Lines in the data below that contain the word "TemplateInfo" are to be copied.

##### SOURCE RECORDS

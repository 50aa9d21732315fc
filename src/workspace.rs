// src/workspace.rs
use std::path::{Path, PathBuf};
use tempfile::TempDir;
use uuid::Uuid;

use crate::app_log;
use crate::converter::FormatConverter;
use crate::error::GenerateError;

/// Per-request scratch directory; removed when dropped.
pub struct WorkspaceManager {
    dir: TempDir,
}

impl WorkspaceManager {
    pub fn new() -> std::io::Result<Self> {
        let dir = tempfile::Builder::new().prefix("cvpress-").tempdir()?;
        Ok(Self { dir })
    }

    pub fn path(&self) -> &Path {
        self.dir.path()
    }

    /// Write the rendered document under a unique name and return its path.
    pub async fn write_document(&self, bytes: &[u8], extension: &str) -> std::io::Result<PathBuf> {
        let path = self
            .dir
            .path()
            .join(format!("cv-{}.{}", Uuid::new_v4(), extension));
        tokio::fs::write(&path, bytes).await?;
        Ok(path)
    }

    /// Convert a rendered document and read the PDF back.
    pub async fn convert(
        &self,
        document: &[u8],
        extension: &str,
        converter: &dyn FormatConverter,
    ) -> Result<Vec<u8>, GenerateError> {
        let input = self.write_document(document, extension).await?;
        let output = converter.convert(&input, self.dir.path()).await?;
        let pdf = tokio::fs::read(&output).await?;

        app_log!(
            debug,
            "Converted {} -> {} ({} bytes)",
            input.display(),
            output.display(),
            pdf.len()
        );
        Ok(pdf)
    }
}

##########
##### SOURCE RECORDS

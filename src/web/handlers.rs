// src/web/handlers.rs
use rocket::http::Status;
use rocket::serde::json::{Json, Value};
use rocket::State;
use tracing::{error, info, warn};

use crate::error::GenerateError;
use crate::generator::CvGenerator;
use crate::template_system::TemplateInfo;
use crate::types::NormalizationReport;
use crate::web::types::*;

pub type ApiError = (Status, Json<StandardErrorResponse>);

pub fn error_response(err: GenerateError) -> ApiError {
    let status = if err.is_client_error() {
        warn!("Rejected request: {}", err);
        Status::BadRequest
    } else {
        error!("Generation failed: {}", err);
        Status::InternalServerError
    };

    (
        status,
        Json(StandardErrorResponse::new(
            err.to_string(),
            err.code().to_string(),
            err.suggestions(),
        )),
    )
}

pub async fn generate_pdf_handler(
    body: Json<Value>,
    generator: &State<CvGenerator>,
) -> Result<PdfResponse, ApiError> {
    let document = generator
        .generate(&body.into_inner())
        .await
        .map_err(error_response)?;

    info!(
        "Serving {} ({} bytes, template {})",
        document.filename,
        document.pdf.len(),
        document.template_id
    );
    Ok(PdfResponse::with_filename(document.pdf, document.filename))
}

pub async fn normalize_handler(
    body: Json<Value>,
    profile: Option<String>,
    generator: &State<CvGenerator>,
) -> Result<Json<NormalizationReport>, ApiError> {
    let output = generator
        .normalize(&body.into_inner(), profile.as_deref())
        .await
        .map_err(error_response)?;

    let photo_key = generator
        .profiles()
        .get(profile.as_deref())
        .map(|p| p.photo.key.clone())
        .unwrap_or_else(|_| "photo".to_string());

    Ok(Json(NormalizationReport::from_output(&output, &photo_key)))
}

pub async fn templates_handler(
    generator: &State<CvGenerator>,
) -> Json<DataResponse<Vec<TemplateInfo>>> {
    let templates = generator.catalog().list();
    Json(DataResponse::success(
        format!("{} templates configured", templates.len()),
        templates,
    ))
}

##########
##### SOURCE RECORDS

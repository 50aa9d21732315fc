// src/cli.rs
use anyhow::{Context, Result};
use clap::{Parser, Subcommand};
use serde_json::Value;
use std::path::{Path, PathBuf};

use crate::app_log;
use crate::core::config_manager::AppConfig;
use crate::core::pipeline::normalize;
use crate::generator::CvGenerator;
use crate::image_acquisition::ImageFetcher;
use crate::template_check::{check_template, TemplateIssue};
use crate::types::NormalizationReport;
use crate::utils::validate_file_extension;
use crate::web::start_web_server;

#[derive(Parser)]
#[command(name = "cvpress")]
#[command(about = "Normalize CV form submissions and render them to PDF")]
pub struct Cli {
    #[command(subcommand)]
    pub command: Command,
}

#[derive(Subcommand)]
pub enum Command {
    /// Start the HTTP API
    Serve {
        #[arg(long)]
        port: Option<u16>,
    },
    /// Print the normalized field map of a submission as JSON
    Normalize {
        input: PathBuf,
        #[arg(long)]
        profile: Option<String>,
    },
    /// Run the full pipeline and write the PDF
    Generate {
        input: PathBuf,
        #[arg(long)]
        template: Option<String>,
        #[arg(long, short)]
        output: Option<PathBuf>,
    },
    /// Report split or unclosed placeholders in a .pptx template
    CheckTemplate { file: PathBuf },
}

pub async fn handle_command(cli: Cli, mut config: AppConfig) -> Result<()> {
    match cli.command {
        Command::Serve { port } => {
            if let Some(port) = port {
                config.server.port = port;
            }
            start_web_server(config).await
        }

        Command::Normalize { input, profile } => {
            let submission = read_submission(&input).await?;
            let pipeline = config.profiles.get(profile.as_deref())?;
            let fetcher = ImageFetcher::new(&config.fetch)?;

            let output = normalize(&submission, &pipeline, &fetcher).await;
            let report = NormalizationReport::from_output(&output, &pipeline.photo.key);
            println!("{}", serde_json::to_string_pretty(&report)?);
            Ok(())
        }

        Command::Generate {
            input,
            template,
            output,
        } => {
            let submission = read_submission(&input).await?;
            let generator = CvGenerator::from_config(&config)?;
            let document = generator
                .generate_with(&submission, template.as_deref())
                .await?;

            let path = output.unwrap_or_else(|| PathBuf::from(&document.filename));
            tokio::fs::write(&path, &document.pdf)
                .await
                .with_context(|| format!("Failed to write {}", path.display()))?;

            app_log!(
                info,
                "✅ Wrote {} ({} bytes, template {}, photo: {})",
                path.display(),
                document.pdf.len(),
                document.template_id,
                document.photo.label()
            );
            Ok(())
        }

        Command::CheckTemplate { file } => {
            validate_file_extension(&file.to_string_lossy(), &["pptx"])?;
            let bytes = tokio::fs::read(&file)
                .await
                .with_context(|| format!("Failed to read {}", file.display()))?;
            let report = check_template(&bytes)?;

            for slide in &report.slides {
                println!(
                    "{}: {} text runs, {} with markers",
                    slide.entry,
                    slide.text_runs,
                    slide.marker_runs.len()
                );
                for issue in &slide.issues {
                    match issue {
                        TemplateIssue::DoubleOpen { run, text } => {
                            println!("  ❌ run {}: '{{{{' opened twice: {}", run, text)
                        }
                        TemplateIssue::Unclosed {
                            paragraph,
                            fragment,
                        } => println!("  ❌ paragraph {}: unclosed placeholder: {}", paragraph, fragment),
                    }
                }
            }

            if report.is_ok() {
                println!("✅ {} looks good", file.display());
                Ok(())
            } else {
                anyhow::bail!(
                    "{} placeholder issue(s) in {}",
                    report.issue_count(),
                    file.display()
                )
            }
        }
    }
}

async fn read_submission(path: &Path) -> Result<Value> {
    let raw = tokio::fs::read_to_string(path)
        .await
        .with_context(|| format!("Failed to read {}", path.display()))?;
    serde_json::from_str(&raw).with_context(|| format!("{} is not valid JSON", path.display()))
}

##########

YOUR SOLUTION ->
use crate::template_system::TemplateInfo;
) -> Json<DataResponse<Vec<TemplateInfo>>> {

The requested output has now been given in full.